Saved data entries

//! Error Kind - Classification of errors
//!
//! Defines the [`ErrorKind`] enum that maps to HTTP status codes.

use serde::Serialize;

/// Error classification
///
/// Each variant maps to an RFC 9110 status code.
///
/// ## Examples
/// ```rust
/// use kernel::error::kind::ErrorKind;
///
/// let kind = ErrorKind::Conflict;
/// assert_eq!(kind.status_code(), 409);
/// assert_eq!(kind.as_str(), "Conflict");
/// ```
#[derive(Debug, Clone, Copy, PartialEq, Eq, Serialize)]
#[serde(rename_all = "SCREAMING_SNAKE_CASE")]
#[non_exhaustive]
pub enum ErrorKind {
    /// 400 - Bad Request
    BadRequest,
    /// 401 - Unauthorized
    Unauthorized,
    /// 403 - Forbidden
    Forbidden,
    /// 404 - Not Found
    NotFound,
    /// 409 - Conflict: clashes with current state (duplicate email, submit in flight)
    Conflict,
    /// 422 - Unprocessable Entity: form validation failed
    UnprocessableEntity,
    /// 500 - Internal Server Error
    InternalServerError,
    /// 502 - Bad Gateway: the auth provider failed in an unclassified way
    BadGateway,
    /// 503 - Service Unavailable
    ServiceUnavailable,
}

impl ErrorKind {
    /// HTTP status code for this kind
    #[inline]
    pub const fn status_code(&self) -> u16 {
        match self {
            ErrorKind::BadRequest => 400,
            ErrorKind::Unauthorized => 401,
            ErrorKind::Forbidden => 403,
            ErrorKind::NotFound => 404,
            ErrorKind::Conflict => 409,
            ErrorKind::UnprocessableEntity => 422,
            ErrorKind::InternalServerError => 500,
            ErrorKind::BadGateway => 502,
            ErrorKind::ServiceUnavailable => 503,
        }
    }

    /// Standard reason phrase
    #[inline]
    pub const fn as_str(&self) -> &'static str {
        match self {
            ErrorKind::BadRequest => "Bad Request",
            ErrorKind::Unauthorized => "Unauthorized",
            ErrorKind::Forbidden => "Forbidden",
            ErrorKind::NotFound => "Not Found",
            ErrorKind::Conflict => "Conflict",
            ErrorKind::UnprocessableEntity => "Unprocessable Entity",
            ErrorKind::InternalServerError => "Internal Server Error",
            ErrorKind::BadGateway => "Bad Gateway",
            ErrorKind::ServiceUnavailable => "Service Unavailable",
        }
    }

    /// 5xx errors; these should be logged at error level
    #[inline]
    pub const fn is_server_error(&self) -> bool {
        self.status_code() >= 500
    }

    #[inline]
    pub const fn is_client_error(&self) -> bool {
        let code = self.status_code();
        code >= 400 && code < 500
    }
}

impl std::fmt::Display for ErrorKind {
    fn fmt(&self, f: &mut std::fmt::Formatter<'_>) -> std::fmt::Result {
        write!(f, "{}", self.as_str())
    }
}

Task directions
Every line in the data that holds the string "errors" should be copied.

The completed task
//! Error Kind - Classification of errors
    /// 5xx errors; these should be logged at error level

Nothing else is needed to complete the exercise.